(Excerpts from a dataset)
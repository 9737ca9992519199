//! Media reception: RTP depacketization and frame reassembly.
//!
//! Data flows through this module in one direction:
//!
//! ```text
//! UDP datagram ─► rtp::RtpPacket ─► Depacketizer ─► Frame
//!     ─► FrameSource (pull, one frame per request)
//!     ─► FrameReassembler (start code + extradata)
//!     ─► FrameConsumer (decode/render collaborator)
//! ```
//!
//! ## RTP overview (RFC 3550)
//!
//! Each encoded video frame arrives as one or more RTP packets. Every RTP
//! packet carries a 12-byte fixed header ([`rtp::RtpPacket`]) containing
//! a sequence number (loss detection), a media-clock timestamp, the SSRC
//! and a marker bit.
//!
//! ## Supported payload formats
//!
//! | Codec | Module | RFC | Status |
//! |-------|--------|-----|--------|
//! | H.264 | [`h264`] | [RFC 6184](https://tools.ietf.org/html/rfc6184) | Depacketized into NAL units |
//! | other | - | - | One RTP payload per frame (passthrough) |

pub mod h264;
pub mod reassembler;
pub mod rtcp;
pub mod rtp;
pub mod sprop;

use std::time::Duration;

use bytes::Bytes;

pub use reassembler::{FrameReassembler, Sink};

use crate::error::Result;
use h264::H264Depacketizer;

/// One unit of data produced by a [`FrameSource`].
#[derive(Debug, Clone)]
pub struct Frame {
    /// Frame payload, at most the requested `max_size` bytes.
    pub data: Bytes,
    /// Bytes dropped because the frame exceeded `max_size`.
    pub truncated: usize,
    /// Presentation time relative to the first packet of the substream.
    pub presentation_time: Duration,
}

/// Pull-based source of frames for one substream.
///
/// Each call to [`get_next_frame`](Self::get_next_frame) is answered
/// asynchronously by exactly one `FrameReady` or `SourceClosed` event for
/// the substream. Dropping the source stops delivery.
pub trait FrameSource {
    /// Request the next frame, truncated to at most `max_size` bytes.
    fn get_next_frame(&mut self, max_size: usize);
}

/// A reassembled, decodable unit handed to the decode/render collaborator.
#[derive(Debug, Clone, Copy)]
pub struct AccessUnit<'a> {
    /// Parameter sets, each preceded by a start code. Identical for every
    /// unit of a substream; empty when the SDP carried none.
    pub extradata: &'a [u8],
    /// `00 00 00 01` followed by the delivered frame bytes.
    pub data: &'a [u8],
    /// Bytes lost to receive-buffer truncation.
    pub truncated: usize,
    pub presentation_time: Duration,
}

/// Consumer of reassembled access units: the decode/render side of a sink.
pub trait FrameConsumer {
    fn consume(&mut self, unit: AccessUnit<'_>) -> Result<()>;
}

/// Codec-specific conversion of RTP payloads into frames.
#[derive(Debug)]
pub enum Depacketizer {
    /// NAL units per RFC 6184.
    H264(H264Depacketizer),
    /// Every RTP payload is delivered as one frame.
    Passthrough,
}

impl Depacketizer {
    /// Pick a depacketizer for an SDP encoding name (case-insensitive).
    pub fn for_codec(encoding_name: &str) -> Self {
        if encoding_name.eq_ignore_ascii_case("H264") {
            Depacketizer::H264(H264Depacketizer::new())
        } else {
            Depacketizer::Passthrough
        }
    }

    pub fn push(&mut self, sequence: u16, payload: &[u8]) -> Vec<Bytes> {
        match self {
            Depacketizer::H264(d) => d.push(sequence, payload),
            Depacketizer::Passthrough if payload.is_empty() => Vec::new(),
            Depacketizer::Passthrough => vec![Bytes::copy_from_slice(payload)],
        }
    }
}

#[cfg(test)]
mod tests {
    use super::*;

    #[test]
    fn depacketizer_selection() {
        assert!(matches!(
            Depacketizer::for_codec("h264"),
            Depacketizer::H264(_)
        ));
        assert!(matches!(
            Depacketizer::for_codec("PCMU"),
            Depacketizer::Passthrough
        ));
    }

    #[test]
    fn passthrough_delivers_payload_as_is() {
        let mut d = Depacketizer::Passthrough;
        assert_eq!(d.push(1, &[1, 2, 3]), vec![Bytes::from_static(&[1, 2, 3])]);
        assert!(d.push(2, &[]).is_empty());
    }
}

— Assignment —
Repeat the entries exactly as they appear.

— Answer section —
repository 9737ca9992519199
//! Media reception: RTP depacketization and frame reassembly.
//!
//! Data flows through this module in one direction:
//!
//! ```text
//! UDP datagram ─► rtp::RtpPacket ─► Depacketizer ─► Frame
//!     ─► FrameSource (pull, one frame per request)
//!     ─► FrameReassembler (start code + extradata)
//!     ─► FrameConsumer (decode/render collaborator)
//! ```
//!
//! ## RTP overview (RFC 3550)
//!
//! Each encoded video frame arrives as one or more RTP packets. Every RTP
//! packet carries a 12-byte fixed header ([`rtp::RtpPacket`]) containing
//! a sequence number (loss detection), a media-clock timestamp, the SSRC
//! and a marker bit.
//!
//! ## Supported payload formats
//!
//! | Codec | Module | RFC | Status |
//! |-------|--------|-----|--------|
//! | H.264 | [`h264`] | [RFC 6184](https://tools.ietf.org/html/rfc6184) | Depacketized into NAL units |
//! | other | - | - | One RTP payload per frame (passthrough) |

pub mod h264;
pub mod reassembler;
pub mod rtcp;
pub mod rtp;
pub mod sprop;

use std::time::Duration;

use bytes::Bytes;

pub use reassembler::{FrameReassembler, Sink};

use crate::error::Result;
use h264::H264Depacketizer;

/// One unit of data produced by a [`FrameSource`].
#[derive(Debug, Clone)]
pub struct Frame {
    /// Frame payload, at most the requested `max_size` bytes.
    pub data: Bytes,
    /// Bytes dropped because the frame exceeded `max_size`.
    pub truncated: usize,
    /// Presentation time relative to the first packet of the substream.
    pub presentation_time: Duration,
}

/// Pull-based source of frames for one substream.
///
/// Each call to [`get_next_frame`](Self::get_next_frame) is answered
/// asynchronously by exactly one `FrameReady` or `SourceClosed` event for
/// the substream. Dropping the source stops delivery.
pub trait FrameSource {
    /// Request the next frame, truncated to at most `max_size` bytes.
    fn get_next_frame(&mut self, max_size: usize);
}

/// A reassembled, decodable unit handed to the decode/render collaborator.
#[derive(Debug, Clone, Copy)]
pub struct AccessUnit<'a> {
    /// Parameter sets, each preceded by a start code. Identical for every
    /// unit of a substream; empty when the SDP carried none.
    pub extradata: &'a [u8],
    /// `00 00 00 01` followed by the delivered frame bytes.
    pub data: &'a [u8],
    /// Bytes lost to receive-buffer truncation.
    pub truncated: usize,
    pub presentation_time: Duration,
}

/// Consumer of reassembled access units: the decode/render side of a sink.
pub trait FrameConsumer {
    fn consume(&mut self, unit: AccessUnit<'_>) -> Result<()>;
}

/// Codec-specific conversion of RTP payloads into frames.
#[derive(Debug)]
pub enum Depacketizer {
    /// NAL units per RFC 6184.
    H264(H264Depacketizer),
    /// Every RTP payload is delivered as one frame.
    Passthrough,
}

impl Depacketizer {
    /// Pick a depacketizer for an SDP encoding name (case-insensitive).
    pub fn for_codec(encoding_name: &str) -> Self {
        if encoding_name.eq_ignore_ascii_case("H264") {
            Depacketizer::H264(H264Depacketizer::new())
        } else {
            Depacketizer::Passthrough
        }
    }

    pub fn push(&mut self, sequence: u16, payload: &[u8]) -> Vec<Bytes> {
        match self {
            Depacketizer::H264(d) => d.push(sequence, payload),
            Depacketizer::Passthrough if payload.is_empty() => Vec::new(),
            Depacketizer::Passthrough => vec![Bytes::copy_from_slice(payload)],
        }
    }
}

#[cfg(test)]
mod tests {
    use super::*;

    #[test]
    fn depacketizer_selection() {
        assert!(matches!(
            Depacketizer::for_codec("h264"),
            Depacketizer::H264(_)
        ));
        assert!(matches!(
            Depacketizer::for_codec("PCMU"),
            Depacketizer::Passthrough
        ));
    }

    #[test]
    fn passthrough_delivers_payload_as_is() {
        let mut d = Depacketizer::Passthrough;
        assert_eq!(d.push(1, &[1, 2, 3]), vec![Bytes::from_static(&[1, 2, 3])]);
        assert!(d.push(2, &[]).is_empty());
    }
}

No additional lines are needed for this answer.